WORK INSTRUCTION. Your response should contain each line of the data that includes "UpdateProfileRequest".

GIVEN DATA.
________________________

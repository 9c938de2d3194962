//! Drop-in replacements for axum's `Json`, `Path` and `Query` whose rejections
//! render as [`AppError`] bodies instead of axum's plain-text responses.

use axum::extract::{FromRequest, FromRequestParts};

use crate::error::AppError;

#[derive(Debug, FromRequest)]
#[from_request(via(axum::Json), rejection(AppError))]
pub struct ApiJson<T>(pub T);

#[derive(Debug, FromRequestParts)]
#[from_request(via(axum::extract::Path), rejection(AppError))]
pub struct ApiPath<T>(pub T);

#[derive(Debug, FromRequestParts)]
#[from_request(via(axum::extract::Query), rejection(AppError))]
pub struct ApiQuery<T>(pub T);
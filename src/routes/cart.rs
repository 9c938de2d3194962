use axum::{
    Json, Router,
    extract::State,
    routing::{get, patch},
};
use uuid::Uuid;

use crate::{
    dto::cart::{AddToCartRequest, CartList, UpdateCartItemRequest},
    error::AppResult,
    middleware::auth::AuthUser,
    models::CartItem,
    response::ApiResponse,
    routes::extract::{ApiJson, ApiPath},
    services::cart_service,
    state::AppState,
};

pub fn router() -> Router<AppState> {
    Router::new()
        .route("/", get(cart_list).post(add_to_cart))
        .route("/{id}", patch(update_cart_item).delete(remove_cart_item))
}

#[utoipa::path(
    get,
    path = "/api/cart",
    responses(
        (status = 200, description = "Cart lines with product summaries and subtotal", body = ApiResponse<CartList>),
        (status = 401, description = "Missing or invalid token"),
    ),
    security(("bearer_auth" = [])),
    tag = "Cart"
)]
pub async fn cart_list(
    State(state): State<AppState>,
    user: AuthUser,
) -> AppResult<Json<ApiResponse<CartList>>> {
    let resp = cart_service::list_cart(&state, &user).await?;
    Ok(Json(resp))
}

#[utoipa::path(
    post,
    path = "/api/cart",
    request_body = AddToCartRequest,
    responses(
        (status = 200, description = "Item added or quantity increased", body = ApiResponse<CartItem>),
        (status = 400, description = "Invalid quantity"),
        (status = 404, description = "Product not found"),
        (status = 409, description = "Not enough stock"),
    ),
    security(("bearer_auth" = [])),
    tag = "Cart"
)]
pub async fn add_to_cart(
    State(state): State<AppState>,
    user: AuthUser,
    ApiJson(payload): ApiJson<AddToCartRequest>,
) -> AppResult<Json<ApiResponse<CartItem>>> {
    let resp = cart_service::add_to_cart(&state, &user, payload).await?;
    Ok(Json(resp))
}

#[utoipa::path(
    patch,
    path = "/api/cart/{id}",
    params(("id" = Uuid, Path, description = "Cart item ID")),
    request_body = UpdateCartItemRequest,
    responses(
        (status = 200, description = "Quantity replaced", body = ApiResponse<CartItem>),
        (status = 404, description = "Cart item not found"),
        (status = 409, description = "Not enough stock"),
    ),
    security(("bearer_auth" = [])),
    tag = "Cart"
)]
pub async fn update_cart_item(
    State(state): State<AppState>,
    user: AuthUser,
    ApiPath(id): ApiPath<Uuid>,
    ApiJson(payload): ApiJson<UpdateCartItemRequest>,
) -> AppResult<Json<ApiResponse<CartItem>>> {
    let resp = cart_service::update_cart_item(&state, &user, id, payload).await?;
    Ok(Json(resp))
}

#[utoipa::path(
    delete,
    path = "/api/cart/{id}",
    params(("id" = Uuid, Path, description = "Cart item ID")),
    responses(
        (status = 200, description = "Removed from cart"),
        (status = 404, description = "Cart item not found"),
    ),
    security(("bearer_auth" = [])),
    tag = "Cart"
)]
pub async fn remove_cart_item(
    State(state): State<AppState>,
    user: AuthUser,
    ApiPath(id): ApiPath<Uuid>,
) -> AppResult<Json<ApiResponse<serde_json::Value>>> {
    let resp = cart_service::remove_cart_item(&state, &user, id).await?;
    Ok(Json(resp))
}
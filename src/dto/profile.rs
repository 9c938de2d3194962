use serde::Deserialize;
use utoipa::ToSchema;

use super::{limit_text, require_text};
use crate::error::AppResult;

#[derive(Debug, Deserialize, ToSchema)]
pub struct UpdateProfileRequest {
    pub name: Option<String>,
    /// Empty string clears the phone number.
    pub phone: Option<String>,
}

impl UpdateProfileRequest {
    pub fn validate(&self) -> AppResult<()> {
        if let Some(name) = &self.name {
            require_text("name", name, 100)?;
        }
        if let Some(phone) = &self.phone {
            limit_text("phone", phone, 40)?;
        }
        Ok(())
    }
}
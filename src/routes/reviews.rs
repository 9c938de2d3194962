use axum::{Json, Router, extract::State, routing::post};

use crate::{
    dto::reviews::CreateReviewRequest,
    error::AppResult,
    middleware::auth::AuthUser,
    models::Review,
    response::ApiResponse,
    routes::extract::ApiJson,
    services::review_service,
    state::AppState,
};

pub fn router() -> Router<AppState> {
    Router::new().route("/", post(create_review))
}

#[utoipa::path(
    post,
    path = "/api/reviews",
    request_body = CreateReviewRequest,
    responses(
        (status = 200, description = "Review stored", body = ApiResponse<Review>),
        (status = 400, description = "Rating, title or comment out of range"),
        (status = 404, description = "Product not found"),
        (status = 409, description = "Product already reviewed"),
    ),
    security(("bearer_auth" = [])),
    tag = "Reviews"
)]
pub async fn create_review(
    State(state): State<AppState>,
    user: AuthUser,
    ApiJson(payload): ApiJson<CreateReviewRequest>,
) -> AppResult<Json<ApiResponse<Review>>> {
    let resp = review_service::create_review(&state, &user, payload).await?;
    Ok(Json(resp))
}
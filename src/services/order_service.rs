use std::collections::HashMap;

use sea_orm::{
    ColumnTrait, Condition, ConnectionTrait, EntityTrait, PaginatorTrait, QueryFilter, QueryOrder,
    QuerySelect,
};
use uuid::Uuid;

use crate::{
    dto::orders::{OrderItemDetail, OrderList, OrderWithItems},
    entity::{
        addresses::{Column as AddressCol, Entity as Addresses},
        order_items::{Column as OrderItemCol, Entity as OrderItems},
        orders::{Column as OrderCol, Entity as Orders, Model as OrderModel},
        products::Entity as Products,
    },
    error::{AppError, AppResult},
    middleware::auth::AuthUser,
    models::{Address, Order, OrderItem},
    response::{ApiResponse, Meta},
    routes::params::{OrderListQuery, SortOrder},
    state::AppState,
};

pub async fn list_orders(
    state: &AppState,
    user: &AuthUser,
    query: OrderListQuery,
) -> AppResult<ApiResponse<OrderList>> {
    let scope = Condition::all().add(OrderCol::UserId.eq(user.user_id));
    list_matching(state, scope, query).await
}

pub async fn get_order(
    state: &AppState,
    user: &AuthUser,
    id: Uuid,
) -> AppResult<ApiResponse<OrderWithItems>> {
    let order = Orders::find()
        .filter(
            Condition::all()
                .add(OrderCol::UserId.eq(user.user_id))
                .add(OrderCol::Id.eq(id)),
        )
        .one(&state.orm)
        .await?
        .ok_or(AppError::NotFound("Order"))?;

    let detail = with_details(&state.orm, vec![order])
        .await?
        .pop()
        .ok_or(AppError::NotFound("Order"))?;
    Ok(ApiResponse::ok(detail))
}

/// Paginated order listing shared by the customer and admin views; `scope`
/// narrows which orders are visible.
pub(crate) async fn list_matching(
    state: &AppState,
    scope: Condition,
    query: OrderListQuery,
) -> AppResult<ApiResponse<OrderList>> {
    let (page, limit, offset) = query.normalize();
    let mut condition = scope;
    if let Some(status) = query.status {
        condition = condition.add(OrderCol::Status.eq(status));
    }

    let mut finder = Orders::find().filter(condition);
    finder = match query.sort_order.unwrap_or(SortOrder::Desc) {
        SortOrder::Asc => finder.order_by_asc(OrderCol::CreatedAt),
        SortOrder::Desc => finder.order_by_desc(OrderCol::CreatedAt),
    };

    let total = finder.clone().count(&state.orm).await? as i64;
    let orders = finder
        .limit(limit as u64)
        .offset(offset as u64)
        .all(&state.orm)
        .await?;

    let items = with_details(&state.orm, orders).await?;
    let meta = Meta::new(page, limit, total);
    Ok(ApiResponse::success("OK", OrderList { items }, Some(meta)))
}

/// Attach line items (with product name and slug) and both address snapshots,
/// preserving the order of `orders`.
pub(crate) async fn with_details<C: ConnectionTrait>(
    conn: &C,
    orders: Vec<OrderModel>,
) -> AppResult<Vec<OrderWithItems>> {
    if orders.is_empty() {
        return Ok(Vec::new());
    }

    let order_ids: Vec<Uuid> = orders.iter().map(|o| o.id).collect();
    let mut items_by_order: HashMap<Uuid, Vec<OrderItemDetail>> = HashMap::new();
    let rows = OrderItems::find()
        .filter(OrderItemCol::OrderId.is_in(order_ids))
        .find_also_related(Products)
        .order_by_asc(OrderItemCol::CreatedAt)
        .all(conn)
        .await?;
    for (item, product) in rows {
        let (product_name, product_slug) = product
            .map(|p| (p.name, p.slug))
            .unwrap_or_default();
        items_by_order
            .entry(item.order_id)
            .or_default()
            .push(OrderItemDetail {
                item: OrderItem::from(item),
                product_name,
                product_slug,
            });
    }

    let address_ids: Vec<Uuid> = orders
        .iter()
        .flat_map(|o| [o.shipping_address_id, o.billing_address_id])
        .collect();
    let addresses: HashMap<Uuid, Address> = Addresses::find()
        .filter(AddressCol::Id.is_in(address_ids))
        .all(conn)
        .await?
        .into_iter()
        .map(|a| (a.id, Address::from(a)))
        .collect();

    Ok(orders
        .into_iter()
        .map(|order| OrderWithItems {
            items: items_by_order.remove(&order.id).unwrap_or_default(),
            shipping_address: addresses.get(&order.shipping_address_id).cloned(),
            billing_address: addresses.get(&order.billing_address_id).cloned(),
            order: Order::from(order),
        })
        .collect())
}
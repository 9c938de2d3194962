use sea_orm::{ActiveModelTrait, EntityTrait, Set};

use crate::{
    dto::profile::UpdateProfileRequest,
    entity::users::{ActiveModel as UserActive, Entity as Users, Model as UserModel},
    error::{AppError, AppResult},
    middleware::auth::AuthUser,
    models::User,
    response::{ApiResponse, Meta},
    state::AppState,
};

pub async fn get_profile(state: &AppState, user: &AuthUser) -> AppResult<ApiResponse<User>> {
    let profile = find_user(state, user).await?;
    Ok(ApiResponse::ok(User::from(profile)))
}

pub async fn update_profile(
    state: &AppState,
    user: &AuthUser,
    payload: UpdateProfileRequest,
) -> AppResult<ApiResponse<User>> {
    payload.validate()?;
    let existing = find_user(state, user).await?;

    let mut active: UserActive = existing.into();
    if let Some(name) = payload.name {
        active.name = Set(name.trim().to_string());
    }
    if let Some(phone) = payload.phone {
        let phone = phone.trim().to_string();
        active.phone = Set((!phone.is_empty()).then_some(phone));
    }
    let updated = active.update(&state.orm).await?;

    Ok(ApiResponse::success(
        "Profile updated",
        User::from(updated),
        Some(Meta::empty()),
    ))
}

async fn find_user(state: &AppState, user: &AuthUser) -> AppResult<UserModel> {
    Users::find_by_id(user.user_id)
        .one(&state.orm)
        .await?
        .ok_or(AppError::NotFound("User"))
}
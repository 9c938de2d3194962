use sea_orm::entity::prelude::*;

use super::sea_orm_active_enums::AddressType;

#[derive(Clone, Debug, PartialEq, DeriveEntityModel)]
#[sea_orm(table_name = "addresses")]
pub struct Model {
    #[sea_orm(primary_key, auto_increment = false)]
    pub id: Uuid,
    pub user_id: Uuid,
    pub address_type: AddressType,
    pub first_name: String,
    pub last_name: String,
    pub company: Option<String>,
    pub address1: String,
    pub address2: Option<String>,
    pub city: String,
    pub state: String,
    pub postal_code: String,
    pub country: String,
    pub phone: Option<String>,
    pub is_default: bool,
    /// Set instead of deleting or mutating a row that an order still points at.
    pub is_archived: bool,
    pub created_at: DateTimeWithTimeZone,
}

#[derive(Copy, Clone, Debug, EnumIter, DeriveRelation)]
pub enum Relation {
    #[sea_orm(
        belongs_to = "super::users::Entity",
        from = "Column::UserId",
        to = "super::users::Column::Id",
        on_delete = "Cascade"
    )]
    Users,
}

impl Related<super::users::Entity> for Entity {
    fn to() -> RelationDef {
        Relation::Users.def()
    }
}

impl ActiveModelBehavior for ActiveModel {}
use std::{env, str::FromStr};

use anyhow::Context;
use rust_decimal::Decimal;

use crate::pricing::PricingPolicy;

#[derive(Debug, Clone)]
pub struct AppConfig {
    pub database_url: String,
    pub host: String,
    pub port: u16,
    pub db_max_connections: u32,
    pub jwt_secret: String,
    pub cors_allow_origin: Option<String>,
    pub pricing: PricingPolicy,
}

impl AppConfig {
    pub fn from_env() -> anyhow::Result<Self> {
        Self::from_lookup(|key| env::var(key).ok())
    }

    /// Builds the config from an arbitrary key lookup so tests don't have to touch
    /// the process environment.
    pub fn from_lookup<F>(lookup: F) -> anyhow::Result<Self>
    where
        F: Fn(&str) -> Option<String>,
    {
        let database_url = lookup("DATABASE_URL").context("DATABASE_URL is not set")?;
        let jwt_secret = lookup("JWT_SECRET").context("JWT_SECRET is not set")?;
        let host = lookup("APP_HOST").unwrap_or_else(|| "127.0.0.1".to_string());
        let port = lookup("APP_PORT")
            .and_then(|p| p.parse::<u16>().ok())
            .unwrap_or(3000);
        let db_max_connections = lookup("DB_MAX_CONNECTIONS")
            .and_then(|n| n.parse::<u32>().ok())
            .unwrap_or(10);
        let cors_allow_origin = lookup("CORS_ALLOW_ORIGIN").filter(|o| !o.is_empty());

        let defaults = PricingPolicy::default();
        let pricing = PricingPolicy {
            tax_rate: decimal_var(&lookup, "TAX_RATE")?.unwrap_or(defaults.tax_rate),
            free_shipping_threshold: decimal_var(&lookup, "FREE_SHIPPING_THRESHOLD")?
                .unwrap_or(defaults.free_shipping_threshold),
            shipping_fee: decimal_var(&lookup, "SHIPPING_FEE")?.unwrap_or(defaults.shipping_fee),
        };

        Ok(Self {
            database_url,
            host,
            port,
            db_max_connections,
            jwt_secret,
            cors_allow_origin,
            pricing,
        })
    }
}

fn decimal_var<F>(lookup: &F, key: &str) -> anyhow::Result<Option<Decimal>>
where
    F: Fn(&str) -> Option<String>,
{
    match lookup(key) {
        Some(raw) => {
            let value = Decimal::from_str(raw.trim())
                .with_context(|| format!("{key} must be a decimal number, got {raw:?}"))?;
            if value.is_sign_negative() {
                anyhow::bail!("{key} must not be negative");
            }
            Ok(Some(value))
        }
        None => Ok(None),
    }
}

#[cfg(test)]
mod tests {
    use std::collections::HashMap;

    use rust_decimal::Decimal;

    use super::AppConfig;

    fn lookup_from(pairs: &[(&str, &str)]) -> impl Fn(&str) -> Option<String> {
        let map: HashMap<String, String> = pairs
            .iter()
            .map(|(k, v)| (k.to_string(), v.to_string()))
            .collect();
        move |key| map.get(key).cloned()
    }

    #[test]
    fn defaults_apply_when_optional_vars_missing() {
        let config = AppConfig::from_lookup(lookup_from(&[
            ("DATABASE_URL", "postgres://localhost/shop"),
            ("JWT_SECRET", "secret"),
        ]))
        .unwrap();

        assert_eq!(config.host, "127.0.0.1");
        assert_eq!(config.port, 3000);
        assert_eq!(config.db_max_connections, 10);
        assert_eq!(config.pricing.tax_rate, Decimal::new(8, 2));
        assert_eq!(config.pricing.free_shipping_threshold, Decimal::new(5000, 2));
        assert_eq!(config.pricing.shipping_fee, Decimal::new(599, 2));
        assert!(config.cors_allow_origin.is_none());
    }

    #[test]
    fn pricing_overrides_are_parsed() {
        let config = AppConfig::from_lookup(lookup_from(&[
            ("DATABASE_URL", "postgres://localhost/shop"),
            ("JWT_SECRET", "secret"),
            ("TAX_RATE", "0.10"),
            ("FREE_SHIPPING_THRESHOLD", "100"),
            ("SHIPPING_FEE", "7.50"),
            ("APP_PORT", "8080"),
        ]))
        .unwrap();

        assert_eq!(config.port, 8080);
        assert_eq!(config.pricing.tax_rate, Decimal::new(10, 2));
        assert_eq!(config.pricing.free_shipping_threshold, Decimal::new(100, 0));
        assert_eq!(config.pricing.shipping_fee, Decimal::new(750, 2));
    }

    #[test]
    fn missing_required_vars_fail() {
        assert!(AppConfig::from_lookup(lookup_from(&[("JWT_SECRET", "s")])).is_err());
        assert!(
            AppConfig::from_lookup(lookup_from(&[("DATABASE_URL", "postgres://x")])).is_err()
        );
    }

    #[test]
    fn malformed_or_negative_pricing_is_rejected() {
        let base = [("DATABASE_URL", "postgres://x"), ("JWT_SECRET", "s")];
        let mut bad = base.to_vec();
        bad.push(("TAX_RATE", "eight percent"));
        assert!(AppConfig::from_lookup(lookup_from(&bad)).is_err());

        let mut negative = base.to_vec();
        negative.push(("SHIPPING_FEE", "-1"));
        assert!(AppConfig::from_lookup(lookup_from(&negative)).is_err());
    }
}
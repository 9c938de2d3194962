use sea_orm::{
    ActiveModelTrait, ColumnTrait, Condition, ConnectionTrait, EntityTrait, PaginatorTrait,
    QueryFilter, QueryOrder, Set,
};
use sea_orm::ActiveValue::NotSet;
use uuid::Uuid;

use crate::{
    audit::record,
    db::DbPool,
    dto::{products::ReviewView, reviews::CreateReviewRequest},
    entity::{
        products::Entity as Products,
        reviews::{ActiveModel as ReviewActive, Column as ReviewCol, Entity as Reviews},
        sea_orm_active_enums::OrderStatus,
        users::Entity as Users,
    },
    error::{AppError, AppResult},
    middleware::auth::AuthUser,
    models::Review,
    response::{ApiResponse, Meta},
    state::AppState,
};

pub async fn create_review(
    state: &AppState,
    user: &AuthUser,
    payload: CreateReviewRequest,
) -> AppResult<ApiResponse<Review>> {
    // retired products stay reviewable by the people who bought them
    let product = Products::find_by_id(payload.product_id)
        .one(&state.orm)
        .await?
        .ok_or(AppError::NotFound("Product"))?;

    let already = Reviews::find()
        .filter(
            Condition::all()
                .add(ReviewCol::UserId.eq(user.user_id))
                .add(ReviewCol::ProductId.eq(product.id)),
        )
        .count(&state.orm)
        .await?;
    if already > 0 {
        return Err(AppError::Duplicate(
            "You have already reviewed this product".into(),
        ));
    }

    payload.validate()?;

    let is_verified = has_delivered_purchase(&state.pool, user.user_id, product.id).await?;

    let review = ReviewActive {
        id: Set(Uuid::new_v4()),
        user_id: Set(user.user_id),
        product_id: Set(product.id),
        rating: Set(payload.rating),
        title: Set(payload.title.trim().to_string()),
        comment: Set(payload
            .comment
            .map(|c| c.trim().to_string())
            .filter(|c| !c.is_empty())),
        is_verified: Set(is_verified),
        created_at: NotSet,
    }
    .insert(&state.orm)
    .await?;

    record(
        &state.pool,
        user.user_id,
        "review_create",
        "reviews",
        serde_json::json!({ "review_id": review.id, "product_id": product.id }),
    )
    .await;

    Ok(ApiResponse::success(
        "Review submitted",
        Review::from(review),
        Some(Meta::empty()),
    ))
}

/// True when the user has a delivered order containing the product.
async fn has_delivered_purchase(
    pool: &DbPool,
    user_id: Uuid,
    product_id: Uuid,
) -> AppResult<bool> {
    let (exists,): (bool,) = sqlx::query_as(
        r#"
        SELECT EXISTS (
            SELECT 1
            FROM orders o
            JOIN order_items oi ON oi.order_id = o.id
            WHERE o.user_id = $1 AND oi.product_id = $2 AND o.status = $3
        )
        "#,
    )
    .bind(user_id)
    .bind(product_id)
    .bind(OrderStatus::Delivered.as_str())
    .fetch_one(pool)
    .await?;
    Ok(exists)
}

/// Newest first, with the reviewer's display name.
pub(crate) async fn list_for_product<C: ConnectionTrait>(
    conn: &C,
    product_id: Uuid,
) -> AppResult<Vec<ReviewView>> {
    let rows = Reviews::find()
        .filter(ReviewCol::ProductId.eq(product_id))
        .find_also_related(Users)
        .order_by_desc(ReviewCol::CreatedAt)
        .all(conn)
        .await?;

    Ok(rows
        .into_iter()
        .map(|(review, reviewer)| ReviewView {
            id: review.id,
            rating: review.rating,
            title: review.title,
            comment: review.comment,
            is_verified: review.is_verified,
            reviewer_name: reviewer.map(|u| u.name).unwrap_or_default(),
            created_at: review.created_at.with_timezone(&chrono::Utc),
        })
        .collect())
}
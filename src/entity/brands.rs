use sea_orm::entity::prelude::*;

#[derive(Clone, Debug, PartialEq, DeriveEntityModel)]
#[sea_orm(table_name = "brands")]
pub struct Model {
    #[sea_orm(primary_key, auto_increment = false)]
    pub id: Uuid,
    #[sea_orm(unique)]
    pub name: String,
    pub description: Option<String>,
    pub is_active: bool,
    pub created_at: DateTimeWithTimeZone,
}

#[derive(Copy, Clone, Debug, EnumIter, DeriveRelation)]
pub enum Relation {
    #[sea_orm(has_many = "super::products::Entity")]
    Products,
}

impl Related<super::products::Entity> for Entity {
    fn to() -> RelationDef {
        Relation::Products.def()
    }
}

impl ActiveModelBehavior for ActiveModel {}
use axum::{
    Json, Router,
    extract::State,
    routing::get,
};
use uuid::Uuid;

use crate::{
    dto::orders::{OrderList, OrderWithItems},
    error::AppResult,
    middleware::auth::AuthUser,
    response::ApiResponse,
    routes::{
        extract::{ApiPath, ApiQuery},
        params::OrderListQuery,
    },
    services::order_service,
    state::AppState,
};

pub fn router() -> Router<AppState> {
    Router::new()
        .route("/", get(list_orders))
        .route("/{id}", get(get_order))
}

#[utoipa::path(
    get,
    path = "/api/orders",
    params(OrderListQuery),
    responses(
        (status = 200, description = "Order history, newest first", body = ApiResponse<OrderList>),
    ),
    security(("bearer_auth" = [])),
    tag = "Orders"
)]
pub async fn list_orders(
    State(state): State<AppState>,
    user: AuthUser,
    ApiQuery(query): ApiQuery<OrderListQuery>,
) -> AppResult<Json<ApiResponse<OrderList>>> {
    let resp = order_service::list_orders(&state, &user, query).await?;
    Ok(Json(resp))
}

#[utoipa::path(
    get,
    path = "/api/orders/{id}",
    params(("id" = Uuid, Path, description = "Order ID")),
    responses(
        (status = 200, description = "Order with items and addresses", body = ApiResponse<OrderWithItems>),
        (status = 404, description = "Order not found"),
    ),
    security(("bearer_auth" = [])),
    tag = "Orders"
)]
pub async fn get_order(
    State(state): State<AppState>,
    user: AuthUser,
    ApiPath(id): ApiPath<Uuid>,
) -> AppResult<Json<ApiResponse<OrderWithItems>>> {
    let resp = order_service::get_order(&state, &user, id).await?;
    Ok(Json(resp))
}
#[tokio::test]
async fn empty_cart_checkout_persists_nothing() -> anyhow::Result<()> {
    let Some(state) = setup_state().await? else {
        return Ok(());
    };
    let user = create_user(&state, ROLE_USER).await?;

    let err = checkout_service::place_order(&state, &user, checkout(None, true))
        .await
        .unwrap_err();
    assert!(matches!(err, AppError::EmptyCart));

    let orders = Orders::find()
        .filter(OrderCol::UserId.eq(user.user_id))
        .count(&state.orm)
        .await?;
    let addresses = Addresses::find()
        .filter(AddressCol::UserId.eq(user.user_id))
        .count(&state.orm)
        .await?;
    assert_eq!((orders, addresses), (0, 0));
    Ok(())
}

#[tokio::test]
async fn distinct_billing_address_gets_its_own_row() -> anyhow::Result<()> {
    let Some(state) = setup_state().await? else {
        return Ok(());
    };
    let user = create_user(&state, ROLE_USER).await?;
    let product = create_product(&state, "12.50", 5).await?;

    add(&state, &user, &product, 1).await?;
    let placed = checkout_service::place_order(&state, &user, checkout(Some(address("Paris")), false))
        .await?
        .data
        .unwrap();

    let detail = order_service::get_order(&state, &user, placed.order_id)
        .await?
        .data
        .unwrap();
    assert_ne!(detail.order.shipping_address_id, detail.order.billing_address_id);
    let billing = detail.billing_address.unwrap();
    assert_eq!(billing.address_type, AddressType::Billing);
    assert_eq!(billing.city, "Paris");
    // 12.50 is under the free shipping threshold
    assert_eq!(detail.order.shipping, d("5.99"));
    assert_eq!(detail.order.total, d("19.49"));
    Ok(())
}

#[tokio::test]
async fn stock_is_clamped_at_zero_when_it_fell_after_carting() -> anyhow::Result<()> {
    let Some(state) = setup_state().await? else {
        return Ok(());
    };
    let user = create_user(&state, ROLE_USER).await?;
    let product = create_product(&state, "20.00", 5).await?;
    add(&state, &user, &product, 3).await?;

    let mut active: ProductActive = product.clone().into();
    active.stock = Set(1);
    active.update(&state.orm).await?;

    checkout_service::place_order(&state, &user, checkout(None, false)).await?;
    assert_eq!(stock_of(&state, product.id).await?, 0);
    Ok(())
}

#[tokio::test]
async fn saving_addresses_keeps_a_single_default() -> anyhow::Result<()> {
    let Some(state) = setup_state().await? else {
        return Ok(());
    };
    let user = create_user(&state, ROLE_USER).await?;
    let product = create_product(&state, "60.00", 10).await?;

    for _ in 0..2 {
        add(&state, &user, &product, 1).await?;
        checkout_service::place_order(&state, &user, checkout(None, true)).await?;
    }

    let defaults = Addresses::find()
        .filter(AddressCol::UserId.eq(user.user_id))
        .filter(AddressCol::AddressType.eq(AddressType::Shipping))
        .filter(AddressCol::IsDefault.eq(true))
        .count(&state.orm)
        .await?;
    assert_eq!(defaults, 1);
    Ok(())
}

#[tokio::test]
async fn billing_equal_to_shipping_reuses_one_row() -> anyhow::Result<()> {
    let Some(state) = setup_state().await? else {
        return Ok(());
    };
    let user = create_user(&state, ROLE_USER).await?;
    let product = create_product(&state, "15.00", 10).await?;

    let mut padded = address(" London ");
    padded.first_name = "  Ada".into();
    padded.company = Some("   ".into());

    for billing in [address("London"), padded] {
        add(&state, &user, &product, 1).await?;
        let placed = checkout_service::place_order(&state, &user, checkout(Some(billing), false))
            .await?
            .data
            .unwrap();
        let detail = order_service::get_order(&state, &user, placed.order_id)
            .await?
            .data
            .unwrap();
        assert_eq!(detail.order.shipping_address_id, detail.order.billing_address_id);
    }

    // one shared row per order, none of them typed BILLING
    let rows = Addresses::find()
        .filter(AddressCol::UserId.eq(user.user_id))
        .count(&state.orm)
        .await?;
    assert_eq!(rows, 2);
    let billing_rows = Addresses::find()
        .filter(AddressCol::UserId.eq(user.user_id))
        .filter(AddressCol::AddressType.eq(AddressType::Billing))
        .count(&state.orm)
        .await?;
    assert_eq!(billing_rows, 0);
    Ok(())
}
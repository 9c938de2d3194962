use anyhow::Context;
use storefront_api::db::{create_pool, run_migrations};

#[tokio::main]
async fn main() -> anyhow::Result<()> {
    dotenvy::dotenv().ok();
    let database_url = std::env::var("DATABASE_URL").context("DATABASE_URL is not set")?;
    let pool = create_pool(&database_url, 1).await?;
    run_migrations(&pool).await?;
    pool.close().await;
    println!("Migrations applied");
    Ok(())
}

________________________

ANSWER BOX.
pub struct UpdateProfileRequest {
impl UpdateProfileRequest {
    dto::profile::UpdateProfileRequest,
    payload: UpdateProfileRequest,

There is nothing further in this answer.